• _TO DO_:
Could you set down exactly the lines in the records below between the line holding "repository 7eef4f1caf454613" and the line holding "character set and", inclusive?

--------------------------------

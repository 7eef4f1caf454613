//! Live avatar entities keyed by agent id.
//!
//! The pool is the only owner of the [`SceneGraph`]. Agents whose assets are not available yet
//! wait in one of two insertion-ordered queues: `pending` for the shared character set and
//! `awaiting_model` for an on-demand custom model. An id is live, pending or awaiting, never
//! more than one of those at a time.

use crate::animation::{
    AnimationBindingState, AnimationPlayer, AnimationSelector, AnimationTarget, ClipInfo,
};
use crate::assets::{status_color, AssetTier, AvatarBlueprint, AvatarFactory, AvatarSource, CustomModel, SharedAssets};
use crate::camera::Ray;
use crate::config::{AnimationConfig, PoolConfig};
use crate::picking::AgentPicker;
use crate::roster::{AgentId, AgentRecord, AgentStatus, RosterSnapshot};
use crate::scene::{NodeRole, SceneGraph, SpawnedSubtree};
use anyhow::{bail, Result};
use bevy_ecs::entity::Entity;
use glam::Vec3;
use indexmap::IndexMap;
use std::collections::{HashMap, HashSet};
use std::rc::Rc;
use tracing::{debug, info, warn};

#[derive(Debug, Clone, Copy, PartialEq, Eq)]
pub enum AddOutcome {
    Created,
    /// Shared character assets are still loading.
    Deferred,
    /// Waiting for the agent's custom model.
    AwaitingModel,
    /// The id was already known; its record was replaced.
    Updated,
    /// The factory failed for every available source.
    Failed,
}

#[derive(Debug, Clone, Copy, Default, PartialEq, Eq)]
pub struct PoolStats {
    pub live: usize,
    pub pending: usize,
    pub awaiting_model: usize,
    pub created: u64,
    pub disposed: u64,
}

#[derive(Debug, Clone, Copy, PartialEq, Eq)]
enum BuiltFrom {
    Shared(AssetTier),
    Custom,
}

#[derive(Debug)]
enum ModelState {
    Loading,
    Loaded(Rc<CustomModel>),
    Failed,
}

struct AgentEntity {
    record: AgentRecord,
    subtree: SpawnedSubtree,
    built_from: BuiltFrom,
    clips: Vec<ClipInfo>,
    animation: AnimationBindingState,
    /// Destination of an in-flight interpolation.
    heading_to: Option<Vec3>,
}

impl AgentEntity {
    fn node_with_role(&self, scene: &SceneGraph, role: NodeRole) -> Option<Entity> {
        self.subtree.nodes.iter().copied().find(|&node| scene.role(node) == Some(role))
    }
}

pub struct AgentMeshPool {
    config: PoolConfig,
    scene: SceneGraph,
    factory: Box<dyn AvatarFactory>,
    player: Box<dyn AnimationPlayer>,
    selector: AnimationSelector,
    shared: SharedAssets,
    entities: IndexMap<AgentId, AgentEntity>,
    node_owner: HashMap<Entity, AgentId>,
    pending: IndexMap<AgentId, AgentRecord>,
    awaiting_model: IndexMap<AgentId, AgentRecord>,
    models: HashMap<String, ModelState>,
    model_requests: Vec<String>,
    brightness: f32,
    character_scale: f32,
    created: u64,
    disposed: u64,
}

--------------------------------

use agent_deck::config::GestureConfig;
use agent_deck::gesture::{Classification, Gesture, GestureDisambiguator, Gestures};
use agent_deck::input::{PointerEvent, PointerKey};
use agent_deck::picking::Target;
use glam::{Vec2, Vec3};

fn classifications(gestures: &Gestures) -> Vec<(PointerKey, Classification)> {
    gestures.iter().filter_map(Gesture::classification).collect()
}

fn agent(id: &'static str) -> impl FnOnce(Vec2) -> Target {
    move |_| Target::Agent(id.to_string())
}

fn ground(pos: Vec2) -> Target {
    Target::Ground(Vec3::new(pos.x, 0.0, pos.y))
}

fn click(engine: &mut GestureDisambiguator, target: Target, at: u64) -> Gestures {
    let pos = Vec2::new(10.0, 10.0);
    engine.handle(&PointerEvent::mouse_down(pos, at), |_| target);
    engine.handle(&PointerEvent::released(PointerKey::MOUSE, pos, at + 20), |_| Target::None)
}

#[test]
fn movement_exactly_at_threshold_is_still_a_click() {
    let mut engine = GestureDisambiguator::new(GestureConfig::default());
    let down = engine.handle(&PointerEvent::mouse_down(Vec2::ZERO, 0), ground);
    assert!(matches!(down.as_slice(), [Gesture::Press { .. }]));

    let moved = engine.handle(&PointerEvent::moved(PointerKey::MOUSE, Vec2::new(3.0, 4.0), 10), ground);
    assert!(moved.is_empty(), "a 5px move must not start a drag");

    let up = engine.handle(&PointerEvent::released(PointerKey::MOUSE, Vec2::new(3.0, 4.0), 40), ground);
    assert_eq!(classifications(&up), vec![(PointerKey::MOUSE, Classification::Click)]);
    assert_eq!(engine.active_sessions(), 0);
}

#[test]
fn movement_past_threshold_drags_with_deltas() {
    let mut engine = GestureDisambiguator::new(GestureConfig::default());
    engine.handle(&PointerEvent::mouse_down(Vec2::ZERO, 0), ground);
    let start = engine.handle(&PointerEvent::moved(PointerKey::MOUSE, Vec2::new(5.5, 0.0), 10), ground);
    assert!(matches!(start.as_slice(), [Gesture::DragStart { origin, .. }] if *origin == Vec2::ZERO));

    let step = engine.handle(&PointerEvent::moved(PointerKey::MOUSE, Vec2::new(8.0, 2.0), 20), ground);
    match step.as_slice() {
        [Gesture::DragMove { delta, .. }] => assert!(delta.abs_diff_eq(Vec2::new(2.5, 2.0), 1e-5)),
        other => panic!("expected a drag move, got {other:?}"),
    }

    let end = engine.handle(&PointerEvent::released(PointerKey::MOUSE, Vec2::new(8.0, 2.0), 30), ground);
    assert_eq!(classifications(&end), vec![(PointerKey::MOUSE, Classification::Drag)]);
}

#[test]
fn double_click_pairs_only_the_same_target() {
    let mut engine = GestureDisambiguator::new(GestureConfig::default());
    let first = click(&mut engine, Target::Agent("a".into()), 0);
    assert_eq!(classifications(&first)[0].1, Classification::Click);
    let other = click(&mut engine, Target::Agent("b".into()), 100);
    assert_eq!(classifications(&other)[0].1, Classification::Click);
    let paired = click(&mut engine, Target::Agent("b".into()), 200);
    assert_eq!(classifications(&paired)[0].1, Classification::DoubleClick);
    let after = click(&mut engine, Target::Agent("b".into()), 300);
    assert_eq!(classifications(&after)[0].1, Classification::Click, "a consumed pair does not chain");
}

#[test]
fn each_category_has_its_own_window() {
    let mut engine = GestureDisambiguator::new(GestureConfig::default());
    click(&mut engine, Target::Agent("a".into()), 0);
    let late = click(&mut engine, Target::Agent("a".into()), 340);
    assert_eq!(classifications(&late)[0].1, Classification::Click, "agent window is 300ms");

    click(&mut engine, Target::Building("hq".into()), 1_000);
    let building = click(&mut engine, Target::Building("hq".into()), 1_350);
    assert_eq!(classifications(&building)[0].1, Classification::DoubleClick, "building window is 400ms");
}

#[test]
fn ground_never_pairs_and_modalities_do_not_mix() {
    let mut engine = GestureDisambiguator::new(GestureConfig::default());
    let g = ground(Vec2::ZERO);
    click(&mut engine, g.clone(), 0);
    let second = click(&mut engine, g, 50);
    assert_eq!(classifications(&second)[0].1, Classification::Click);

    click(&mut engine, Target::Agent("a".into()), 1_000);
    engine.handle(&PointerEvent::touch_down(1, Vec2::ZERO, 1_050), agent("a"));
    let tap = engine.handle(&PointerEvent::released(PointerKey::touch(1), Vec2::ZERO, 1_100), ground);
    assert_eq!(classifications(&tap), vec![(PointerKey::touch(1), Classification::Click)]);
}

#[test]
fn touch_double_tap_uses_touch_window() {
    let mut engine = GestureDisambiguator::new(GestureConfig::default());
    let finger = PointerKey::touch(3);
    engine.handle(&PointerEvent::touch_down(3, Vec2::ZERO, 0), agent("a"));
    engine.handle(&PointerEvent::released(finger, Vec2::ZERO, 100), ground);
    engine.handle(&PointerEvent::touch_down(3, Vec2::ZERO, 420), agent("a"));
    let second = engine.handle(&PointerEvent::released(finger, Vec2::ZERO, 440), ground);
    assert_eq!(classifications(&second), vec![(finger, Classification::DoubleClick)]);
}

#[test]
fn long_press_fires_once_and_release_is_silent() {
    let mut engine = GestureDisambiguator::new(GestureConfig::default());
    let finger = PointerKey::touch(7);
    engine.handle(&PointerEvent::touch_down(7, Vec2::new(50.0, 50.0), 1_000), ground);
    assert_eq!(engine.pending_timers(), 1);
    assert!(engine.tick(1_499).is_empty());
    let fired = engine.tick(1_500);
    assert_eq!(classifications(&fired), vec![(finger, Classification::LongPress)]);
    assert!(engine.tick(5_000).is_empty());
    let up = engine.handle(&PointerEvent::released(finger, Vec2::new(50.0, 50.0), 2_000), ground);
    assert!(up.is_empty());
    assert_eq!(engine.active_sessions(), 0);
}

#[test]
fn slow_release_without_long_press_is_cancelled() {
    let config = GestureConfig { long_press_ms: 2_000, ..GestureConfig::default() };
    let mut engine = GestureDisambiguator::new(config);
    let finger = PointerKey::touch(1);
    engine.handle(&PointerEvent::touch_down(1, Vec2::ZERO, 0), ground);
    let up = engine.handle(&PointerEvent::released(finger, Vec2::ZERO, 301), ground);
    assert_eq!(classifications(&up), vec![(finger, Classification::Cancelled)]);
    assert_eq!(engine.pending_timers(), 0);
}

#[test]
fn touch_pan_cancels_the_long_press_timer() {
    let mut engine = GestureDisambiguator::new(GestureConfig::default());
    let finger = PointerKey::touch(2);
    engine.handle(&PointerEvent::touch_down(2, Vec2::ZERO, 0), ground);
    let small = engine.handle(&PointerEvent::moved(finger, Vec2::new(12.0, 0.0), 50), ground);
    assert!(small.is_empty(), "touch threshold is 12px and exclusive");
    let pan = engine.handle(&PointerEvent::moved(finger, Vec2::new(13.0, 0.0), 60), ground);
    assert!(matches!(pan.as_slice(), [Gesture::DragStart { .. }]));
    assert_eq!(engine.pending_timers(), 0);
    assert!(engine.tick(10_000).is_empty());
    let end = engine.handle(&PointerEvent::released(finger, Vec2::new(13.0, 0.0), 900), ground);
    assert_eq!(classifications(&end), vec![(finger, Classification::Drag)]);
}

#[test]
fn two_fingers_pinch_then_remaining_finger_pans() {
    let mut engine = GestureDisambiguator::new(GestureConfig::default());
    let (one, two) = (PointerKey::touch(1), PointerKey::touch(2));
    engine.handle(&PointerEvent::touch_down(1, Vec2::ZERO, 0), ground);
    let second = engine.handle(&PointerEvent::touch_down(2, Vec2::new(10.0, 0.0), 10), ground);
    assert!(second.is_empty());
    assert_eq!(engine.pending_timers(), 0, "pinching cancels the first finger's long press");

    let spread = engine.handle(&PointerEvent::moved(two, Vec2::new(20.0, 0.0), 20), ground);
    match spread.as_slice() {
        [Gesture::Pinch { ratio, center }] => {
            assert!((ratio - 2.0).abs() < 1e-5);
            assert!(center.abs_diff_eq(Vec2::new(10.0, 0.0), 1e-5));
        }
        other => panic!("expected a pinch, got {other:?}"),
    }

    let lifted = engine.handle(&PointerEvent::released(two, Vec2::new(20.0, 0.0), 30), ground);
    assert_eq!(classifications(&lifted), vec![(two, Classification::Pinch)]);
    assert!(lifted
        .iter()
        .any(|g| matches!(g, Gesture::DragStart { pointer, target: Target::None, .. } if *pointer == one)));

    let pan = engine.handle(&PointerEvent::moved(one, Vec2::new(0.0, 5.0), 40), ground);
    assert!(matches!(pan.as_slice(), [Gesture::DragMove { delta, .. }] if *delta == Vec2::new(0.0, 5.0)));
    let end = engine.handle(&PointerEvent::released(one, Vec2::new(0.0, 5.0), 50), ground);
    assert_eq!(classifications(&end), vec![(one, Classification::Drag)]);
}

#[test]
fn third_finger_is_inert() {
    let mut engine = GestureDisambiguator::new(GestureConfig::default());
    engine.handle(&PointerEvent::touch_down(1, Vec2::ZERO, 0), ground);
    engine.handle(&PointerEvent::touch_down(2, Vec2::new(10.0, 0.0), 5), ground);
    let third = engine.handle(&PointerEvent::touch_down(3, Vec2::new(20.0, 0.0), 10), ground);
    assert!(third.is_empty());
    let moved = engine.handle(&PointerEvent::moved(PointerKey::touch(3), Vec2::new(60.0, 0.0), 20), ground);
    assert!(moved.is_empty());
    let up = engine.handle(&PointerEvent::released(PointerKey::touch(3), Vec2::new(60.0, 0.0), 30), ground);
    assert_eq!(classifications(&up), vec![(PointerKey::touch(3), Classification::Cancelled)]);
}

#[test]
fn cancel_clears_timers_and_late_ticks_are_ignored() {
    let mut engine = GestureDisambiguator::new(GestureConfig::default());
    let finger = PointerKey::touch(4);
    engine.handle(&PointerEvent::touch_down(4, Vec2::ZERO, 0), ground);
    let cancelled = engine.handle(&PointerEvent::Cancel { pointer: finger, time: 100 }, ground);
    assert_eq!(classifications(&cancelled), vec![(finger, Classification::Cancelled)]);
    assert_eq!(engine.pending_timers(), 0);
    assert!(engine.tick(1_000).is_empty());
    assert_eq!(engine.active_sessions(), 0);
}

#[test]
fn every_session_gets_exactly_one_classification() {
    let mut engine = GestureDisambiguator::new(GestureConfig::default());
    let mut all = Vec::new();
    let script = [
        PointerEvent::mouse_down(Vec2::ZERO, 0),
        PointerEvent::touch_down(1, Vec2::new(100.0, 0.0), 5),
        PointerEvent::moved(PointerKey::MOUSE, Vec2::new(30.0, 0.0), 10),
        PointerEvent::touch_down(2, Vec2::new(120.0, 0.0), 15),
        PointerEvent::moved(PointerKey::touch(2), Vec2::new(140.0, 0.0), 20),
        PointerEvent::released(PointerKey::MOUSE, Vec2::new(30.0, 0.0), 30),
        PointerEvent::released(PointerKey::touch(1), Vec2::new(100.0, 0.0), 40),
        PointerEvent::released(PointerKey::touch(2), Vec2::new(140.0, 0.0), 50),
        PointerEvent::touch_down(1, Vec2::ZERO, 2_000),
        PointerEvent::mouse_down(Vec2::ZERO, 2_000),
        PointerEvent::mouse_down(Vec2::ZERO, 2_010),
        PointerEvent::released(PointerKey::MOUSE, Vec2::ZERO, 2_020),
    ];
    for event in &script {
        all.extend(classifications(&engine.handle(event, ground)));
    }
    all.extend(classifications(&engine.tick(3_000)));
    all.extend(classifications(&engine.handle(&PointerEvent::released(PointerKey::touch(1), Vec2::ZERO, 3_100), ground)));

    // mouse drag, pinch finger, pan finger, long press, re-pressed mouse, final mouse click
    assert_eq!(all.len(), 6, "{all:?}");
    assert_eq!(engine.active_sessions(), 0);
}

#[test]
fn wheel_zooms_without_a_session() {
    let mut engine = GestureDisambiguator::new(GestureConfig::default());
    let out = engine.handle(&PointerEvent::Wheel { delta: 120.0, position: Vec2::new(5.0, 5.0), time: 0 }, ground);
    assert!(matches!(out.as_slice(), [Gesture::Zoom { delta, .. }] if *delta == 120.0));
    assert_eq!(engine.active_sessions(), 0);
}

--------------------------------

• _TASK RESPONSE_:
repository 7eef4f1caf454613
//! Live avatar entities keyed by agent id.
//!
//! The pool is the only owner of the [`SceneGraph`]. Agents whose assets are not available yet
//! wait in one of two insertion-ordered queues: `pending` for the shared character set and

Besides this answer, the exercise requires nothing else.